The battle between death and rebirth finds its completion in the stage of BPM 1Y. On the very eve of liberation, the subject feels the coming of a catastrophe of the great scale, destruction, absolute defeat, and death. The dissolution of the old “ego” comes about, precipitates by the annihilation of all previous worldviews. From the experience of total destruction, death, and a fall beyond the limits of being, there follows the vision of the brightest flash of white or golden light of supernatural brilliance and beauty and the vision of the spring nature after the storm. The person experiences a profound feeling of spiritual salvation, liberation, and purification of all sins. The subject’s world seems to be very a good and safe place, and interest in life increases greatly (Grof, 1993, pp. 140-141).

Grof points that the symbolism of the experience of death-and-rebirth is extremely rich, appearing from different regions and strata of the collective unconscious. For example, the death of the ego is experienced in the form of self personification in the figures of Christ, Osiris, Adonis, Dionysus, and other mythological beings. The abstract image of the God as the brilliant source of light also can play the role of theophany. The experience of meeting and union with the great goddesses-mothers (Isis, Lakshmi, Parvati, Cybele) or with the Virgin Maria can also take place.

As stated earlier, I consider the transpersonal interpretation of the cults of the suffering gods to be more natural that the agricultural one. Not the strange cult of fertility, but the religious, psychotherapeutic procedure leading to catharsis and the feeling of release is the understanding of the ancient mysteries that seems more correct to me. Let me give one simple, but clear example.

There exists a well-known image of the dead Egyptian god, Osiris (Usir/Ousir), or, more correctly, the mummy of Osiris, which gives life to the sprouts of cereals. This image was considered to be one of the arguments for the agriculural character of this god. Nevertheless, the Russian edition of Grof’s “Beyond the Brain” (Grof, 1993, p. 335) contains a picture, inspired by a psychedelic session, and presenting the cycle of death-and-rebirth. In the picture, we can see the coffin with the skeleton which gives birth to the mighty tree. From the skull of the skeleton a carnation flower is growing and a little girl is running to it (here we have a play of words: carnation as the name of the flower and the related word “carnal”, “made of flesh”, with the connotation “reincarnation”). Who can believe that the author of this picture has expressed the idea of an agricultural or botanical cycle? But it is also well known that myths of Attis and Adonis use the image of the pine or another big tree in their imagery to express the idea of the death of the god killed (or who committed suicide) under the huge tree or the idea of the divine transfiguration (the tree as the transubstantiated body of the god-martyr)–as, for example, in the myth of the nativity of Adonis, his mother Smyrna was transformed into the tree.

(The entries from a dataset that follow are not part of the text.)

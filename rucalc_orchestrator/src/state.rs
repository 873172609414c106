//! Shared state between handlers.

use ::std::sync::Arc;

use crate::calc::scheduler::Scheduler;

#[derive(Clone)]
pub(crate) struct AppState {
    scheduler: Arc<Scheduler>,
}

impl AppState {
    pub(crate) fn new(scheduler: Arc<Scheduler>) -> Self {
        Self { scheduler }
    }

    pub(crate) fn get_scheduler(&self) -> &Scheduler {
        &self.scheduler
    }
}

Let us now try to interpret the myths and rites of Attis and Adonis from an approach of transpersonal psychology and to explain some specific details of the cults of these divinities. Here I should like to stress some special features of these cults, such as castration and the theme of incest.

Let us begin by looking at the Attis myths again. First of all, it must be noted that the image of Cybele (Mother of the gods) here shows the conformity of the myth to the themes of maternity and birth. Cybele is archetypal expression of the idea of maternity. But in the myths, no one but Cybele (Cybele-Agdistis) is the cause of the castration and death of Attis, as well as the cause of his resurrection and apotheosis. It is quite understandable, because in the perinatal experience nothing but the maternal reproductive system is the source of the pain of the foetus as well as of the bliss of birth/rebirthing. If we add that the prenatal experience of the blissful state of the foetus in the womb, along with the related “oceanic” feelings quite corresponds to the peaceful love of Attis and Cybele before Attis was seduced by the nymph, the function of the image of Cybele is very clear. She is the Mother. The image of the nymph is not so clear, but the presence of the theme of water (river) is closely connected with the prenatal symbolism of the “ocean” of the maternal waters of the womb. It is possible that the seduction of Attis by the nymph symbolizes his wish of not being born: he does not want to leave the primordial waters and experience the sufferings of birth/resurrection. This desire, of course, could be a cause of Cybele’s wrath. Then the passions of Attis begin, culminating in his self castration (see below). The same theme of the maternal archetype has been presented in the myth of Adonis in the image of Aphrodite-Astarte (but in a much milder form).

It is interesting that the Emperor, Julian the Apostate, and the neoplatonist, Sallustius, who were engaged in the purely philosophical interpretation of the Attis’ myth, explain the “sinful” love of Attis and the nymph as his attraction to matter and his departure from the absolute unity of the spiritual principle. If we remember that in antiquity matter was often thought as the primordial waters, this interpretation can be of relevance. This circumstance once again underlines the close relation between myths, archetypes, and the speculative thinking of the ancient epoch. Sallustius also stressed the archetypism of the mythological narrative: the subject of the myth “is not appearing in the past, but existing in eternity, forever.”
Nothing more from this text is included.